WHAT IS EXPECTED:
Nothing outside the range is wanted. Repeat exactly the lines below from the one with "pub fn maintenance_status(status: &Reported<MaintenanceStatus>)" through the one with "no status class".

Recorded data:
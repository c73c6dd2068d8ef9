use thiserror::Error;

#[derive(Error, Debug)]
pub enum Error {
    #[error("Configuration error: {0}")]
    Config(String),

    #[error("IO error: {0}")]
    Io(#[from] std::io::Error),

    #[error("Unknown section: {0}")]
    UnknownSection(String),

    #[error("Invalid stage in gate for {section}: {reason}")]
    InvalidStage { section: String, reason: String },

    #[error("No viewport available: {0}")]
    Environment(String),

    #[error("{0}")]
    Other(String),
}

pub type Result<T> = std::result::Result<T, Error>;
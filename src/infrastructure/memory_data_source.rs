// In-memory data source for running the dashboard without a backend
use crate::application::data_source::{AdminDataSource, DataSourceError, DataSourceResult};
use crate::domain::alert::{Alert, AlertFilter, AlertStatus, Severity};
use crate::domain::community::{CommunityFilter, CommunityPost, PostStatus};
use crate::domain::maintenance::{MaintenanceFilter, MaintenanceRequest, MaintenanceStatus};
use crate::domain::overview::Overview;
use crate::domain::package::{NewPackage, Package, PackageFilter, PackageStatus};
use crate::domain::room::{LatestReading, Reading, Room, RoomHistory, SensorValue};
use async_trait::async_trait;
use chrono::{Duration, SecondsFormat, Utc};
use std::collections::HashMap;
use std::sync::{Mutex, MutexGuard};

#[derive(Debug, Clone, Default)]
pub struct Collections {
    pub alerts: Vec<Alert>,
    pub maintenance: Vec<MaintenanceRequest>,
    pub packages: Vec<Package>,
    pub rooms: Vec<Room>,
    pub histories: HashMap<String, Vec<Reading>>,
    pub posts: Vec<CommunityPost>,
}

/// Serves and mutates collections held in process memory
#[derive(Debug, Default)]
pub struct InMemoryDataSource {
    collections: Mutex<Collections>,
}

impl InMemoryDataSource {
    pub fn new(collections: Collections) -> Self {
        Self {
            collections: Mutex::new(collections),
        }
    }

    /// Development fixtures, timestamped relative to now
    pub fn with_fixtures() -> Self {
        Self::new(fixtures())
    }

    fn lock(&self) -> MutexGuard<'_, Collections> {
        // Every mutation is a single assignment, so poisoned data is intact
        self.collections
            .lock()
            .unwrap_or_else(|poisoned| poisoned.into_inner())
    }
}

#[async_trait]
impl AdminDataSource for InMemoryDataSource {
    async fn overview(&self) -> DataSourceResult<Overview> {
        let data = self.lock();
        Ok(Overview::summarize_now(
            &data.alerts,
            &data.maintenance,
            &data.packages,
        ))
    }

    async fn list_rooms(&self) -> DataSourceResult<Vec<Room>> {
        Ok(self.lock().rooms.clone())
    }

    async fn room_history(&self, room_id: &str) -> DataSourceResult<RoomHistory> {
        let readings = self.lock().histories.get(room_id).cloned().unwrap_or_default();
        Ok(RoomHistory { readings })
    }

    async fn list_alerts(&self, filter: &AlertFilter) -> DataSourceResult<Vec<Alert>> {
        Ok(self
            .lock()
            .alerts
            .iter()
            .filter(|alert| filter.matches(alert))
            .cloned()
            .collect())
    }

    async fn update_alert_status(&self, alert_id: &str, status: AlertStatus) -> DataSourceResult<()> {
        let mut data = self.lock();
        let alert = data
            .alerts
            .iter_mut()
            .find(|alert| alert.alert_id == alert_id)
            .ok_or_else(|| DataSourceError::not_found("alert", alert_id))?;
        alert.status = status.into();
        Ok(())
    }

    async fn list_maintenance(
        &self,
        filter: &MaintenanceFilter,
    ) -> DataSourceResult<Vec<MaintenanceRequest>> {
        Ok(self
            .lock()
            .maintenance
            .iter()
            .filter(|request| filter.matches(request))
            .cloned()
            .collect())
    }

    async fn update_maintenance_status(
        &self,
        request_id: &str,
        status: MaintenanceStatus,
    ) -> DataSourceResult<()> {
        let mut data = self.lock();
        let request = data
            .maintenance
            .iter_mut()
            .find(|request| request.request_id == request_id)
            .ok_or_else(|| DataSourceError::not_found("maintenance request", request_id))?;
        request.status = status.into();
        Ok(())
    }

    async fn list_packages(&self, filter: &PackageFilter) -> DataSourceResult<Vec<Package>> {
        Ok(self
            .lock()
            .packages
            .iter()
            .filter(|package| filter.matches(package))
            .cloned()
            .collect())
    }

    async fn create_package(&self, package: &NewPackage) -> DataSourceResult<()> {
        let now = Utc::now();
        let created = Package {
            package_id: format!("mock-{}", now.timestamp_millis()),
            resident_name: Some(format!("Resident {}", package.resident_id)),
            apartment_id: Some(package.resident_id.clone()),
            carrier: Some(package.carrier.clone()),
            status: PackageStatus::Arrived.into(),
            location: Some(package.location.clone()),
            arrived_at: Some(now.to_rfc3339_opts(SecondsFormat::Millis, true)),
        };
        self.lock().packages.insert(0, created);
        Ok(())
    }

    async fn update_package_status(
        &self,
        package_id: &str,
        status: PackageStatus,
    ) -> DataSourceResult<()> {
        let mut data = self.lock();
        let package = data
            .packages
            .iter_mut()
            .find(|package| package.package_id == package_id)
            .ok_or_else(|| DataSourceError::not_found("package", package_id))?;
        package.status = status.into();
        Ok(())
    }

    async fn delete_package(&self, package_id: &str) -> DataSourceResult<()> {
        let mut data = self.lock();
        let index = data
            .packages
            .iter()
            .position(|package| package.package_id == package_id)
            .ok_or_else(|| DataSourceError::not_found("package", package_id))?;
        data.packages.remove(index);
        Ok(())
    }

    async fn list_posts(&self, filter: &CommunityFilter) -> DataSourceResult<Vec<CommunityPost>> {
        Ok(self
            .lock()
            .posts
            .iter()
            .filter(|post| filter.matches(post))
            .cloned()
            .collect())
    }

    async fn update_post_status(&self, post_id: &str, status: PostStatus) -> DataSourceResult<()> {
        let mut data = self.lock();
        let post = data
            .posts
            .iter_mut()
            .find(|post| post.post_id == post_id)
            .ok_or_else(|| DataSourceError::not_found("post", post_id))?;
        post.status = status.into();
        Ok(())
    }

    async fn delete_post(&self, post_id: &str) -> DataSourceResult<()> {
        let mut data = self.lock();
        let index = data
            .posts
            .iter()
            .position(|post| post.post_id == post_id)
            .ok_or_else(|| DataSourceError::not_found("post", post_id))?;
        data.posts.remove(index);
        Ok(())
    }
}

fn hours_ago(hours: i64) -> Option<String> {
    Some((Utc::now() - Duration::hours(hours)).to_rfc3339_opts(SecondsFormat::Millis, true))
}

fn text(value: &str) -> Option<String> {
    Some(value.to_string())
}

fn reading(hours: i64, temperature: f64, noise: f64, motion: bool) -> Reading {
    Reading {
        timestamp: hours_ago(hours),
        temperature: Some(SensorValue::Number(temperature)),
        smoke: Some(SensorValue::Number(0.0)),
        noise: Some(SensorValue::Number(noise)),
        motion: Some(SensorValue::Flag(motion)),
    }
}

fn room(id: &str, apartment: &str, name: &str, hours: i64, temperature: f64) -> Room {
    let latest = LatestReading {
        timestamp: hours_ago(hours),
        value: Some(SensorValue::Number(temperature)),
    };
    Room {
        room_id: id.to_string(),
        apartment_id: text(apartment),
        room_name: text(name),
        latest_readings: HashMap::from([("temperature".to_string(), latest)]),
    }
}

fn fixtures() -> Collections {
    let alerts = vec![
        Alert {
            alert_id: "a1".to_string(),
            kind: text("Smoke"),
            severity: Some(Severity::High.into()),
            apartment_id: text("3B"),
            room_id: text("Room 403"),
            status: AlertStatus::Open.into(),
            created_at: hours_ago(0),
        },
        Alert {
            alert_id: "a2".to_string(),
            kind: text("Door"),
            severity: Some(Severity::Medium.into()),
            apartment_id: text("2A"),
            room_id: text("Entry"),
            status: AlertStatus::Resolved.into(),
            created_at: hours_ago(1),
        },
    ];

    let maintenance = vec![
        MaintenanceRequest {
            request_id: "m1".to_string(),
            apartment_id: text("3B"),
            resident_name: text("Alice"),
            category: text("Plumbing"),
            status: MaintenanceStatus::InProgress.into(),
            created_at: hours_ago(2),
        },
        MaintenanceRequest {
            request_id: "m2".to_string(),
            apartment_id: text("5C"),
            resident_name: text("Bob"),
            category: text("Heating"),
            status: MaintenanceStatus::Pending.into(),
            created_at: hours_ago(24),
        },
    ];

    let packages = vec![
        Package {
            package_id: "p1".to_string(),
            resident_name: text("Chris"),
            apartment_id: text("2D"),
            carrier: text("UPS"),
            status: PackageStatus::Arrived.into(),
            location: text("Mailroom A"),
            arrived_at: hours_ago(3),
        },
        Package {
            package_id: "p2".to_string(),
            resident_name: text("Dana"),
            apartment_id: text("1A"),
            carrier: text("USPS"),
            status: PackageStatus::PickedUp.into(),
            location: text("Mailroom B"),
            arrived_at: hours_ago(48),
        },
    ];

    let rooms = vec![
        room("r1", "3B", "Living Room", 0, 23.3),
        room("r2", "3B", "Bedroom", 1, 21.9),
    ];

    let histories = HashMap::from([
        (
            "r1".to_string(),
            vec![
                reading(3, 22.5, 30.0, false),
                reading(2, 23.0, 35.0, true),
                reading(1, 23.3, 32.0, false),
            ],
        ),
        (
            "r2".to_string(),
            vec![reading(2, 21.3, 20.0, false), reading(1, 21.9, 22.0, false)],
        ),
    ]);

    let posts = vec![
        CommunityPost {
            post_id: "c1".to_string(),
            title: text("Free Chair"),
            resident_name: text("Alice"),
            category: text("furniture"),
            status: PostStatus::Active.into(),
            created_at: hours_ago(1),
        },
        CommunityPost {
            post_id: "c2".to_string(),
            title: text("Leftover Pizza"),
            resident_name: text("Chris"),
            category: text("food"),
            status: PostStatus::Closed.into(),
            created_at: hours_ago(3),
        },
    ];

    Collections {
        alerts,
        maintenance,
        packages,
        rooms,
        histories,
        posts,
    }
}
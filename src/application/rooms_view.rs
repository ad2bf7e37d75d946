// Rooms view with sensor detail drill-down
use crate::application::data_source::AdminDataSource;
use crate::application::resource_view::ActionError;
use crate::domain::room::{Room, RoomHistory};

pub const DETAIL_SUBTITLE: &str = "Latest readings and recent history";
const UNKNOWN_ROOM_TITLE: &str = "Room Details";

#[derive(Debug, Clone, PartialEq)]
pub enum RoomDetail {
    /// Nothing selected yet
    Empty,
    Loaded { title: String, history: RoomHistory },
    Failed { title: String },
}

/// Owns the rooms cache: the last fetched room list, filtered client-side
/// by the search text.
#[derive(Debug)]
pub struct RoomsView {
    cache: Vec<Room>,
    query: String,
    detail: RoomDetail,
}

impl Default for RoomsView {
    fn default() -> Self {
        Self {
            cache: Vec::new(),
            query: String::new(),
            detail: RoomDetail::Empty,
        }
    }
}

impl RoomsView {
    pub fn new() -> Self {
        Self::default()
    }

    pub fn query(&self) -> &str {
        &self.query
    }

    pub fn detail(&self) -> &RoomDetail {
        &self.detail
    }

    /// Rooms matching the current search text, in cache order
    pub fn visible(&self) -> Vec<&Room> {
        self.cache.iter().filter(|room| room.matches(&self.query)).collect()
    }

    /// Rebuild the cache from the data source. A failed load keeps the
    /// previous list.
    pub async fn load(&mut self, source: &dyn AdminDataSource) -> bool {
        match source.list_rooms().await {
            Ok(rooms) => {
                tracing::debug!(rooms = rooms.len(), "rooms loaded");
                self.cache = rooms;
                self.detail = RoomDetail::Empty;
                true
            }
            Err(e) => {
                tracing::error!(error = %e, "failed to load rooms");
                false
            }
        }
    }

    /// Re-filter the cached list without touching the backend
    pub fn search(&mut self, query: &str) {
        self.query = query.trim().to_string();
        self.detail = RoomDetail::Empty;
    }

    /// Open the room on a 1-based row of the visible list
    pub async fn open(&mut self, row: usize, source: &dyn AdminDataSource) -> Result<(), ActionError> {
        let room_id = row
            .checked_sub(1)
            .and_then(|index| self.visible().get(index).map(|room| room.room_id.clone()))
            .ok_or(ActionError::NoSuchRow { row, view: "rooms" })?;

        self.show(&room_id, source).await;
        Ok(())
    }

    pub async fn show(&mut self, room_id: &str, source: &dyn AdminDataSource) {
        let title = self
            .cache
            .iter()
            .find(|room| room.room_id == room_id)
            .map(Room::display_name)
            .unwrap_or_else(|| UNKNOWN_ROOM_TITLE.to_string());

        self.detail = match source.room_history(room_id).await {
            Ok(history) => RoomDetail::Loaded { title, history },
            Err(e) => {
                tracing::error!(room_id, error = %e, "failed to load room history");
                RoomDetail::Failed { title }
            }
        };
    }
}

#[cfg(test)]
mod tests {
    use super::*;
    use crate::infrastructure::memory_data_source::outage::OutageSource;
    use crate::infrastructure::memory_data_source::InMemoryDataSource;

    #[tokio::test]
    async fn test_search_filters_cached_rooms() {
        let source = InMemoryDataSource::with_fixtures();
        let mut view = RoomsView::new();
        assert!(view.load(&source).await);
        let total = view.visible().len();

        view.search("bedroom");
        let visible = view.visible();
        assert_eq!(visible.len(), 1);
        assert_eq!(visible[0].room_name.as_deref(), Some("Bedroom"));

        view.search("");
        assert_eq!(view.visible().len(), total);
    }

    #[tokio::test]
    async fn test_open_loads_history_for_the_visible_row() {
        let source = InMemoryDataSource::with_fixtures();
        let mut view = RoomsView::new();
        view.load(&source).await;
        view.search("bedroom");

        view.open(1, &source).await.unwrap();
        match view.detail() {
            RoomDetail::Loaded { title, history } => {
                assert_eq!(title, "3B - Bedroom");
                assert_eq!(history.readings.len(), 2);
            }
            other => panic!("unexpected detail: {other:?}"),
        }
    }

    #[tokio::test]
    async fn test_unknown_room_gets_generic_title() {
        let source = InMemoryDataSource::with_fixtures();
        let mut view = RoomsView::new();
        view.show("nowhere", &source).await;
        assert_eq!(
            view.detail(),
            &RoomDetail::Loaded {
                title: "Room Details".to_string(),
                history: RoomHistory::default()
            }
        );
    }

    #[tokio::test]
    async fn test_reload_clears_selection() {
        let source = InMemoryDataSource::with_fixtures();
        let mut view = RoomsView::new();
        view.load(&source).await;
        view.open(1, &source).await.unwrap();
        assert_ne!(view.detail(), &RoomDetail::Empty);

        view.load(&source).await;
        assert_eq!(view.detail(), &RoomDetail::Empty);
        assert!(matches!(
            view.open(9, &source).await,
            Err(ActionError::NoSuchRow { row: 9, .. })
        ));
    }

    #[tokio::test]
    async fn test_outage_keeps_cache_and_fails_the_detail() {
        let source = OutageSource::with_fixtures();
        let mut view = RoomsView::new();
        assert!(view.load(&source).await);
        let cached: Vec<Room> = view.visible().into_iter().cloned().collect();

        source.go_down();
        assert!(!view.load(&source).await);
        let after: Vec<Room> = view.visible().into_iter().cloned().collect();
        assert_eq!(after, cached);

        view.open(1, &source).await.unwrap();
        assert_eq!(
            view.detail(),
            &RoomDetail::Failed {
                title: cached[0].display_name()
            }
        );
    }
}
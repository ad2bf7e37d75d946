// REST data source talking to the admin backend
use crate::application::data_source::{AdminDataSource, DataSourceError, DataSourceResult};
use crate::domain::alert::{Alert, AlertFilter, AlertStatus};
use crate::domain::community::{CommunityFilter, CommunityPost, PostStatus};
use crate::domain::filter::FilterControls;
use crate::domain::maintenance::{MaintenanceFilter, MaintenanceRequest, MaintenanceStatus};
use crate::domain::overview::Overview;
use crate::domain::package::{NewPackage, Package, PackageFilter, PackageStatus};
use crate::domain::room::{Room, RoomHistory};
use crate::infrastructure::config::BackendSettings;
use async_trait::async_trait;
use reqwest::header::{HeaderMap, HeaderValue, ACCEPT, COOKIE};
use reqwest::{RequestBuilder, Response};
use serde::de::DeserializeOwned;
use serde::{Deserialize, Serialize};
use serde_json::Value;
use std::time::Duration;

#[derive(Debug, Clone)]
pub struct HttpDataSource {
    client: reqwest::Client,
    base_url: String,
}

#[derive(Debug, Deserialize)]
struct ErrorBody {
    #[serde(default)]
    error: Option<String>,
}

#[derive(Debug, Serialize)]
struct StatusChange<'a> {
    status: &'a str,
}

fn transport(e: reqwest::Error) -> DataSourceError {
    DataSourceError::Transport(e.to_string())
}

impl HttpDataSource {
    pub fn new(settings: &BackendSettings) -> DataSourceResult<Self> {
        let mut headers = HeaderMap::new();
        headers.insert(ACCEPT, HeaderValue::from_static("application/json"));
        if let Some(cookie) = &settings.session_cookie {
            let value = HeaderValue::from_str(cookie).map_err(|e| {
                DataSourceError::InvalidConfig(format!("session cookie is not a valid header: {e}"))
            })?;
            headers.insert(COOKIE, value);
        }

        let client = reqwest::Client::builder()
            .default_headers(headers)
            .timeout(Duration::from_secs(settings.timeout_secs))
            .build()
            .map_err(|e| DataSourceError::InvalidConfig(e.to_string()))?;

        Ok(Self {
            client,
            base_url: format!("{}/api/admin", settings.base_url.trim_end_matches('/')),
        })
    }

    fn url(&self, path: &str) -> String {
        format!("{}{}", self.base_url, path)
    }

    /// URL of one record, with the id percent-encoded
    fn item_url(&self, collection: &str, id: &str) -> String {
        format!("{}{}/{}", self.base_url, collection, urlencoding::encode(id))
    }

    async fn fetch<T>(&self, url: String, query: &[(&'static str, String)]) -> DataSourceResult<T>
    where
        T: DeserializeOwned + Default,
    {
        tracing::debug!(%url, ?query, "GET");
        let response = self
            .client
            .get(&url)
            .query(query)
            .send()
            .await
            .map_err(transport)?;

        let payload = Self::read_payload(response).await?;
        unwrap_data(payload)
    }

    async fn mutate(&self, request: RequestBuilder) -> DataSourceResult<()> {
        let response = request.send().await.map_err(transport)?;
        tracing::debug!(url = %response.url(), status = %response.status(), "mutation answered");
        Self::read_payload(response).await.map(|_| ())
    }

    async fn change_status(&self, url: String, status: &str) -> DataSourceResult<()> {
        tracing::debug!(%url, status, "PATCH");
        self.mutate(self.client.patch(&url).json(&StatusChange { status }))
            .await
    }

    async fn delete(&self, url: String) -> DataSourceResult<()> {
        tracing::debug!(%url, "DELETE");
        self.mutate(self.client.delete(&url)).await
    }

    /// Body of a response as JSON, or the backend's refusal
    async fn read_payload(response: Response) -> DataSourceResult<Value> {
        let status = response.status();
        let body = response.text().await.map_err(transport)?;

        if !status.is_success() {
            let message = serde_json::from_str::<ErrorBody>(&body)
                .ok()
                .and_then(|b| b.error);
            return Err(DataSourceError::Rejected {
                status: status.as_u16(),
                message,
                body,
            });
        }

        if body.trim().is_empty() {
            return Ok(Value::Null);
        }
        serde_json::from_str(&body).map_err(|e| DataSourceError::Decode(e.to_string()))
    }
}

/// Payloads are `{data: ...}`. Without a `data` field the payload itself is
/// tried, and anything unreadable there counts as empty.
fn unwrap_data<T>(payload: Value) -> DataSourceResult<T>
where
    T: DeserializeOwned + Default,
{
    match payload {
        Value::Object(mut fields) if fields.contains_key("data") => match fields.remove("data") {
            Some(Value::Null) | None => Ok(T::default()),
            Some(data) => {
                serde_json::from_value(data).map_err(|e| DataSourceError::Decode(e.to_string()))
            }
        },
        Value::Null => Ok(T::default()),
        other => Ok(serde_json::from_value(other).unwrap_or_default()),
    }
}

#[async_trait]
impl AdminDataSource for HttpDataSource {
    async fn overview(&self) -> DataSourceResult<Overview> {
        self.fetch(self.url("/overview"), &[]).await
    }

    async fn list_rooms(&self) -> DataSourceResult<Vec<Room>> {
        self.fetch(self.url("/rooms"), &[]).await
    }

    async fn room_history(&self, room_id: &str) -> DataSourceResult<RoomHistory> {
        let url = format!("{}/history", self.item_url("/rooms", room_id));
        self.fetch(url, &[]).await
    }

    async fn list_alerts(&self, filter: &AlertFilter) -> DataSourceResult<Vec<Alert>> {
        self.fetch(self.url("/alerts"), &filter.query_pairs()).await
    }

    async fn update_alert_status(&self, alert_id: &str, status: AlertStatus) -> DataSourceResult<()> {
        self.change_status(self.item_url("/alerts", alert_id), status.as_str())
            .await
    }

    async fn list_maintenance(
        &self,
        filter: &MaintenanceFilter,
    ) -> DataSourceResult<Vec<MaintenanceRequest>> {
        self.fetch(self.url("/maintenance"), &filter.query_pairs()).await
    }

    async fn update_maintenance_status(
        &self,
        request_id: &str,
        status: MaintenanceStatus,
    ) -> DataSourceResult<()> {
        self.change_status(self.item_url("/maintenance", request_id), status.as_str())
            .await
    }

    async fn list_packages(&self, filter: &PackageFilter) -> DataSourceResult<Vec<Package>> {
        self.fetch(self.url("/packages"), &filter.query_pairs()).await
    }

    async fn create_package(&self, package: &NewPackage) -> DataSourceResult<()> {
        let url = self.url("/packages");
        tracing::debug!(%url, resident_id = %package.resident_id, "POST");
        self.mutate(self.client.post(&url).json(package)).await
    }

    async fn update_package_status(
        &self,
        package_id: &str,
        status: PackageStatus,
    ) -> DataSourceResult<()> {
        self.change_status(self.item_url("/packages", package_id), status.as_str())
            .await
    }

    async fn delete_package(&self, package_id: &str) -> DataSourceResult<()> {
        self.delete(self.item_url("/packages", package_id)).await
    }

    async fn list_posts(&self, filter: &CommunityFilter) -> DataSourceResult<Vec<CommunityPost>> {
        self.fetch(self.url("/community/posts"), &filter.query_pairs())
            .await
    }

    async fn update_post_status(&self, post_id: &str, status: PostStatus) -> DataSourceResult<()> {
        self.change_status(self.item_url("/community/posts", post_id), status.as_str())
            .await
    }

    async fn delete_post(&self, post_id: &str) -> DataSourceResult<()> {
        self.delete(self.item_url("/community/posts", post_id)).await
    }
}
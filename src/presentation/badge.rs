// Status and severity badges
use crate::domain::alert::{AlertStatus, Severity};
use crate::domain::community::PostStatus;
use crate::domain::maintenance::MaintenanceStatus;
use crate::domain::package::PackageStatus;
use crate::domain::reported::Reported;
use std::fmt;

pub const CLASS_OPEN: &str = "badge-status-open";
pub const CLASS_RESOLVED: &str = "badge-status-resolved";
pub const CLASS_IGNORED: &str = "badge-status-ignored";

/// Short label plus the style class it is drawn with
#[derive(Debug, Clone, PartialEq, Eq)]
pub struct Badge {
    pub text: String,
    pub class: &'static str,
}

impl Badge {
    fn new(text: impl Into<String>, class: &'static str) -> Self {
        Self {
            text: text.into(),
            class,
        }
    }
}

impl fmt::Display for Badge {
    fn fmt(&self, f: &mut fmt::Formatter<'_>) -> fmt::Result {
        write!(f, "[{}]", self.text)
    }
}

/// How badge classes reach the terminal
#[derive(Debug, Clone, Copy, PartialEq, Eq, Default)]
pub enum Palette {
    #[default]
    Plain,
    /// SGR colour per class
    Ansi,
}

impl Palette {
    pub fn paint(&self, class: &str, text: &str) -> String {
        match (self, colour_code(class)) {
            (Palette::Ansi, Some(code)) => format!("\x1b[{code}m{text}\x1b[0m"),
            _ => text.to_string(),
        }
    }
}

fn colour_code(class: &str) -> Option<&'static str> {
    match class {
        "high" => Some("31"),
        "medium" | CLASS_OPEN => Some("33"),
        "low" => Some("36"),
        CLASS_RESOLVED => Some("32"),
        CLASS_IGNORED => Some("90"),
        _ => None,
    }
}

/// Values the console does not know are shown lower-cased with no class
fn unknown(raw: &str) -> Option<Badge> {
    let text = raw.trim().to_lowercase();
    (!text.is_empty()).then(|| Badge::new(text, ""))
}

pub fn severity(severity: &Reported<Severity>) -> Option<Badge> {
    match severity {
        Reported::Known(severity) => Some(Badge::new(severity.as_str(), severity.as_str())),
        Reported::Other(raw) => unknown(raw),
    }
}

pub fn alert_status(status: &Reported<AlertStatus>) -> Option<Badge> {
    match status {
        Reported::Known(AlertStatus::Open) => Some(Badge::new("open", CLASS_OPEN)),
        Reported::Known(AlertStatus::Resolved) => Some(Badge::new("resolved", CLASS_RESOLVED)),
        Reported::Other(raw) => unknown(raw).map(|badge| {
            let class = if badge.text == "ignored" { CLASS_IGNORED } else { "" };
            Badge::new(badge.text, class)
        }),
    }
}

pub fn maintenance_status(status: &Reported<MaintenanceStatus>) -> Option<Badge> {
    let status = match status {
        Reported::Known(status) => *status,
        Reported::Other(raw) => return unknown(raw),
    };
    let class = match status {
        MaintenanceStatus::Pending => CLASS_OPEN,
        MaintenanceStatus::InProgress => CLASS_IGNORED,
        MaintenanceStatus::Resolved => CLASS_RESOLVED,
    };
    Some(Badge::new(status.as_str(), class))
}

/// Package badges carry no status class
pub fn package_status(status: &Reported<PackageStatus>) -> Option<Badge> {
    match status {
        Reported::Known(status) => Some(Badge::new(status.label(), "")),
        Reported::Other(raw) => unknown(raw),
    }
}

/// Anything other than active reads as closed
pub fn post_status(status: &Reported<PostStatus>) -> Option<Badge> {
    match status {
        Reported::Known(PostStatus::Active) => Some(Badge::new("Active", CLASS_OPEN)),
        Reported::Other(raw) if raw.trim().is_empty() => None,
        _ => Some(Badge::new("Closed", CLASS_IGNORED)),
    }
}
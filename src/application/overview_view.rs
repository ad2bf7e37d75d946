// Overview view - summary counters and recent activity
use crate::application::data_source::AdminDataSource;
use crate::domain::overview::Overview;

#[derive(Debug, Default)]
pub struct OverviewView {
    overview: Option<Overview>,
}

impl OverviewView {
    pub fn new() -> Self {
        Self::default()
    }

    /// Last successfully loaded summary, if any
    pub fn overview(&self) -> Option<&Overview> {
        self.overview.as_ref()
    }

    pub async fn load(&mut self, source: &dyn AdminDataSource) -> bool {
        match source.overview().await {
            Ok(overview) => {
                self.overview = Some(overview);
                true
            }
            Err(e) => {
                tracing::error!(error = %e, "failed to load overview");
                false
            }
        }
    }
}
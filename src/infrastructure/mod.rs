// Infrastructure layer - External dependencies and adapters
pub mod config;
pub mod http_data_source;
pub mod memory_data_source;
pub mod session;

FINAL ANSWER:
pub fn maintenance_status(status: &Reported<MaintenanceStatus>) -> Option<Badge> {
    let status = match status {
        Reported::Known(status) => *status,
        Reported::Other(raw) => return unknown(raw),
    };
    let class = match status {
        MaintenanceStatus::Pending => CLASS_OPEN,
        MaintenanceStatus::InProgress => CLASS_IGNORED,
        MaintenanceStatus::Resolved => CLASS_RESOLVED,
    };
    Some(Badge::new(status.as_str(), class))
}

/// Package badges carry no status class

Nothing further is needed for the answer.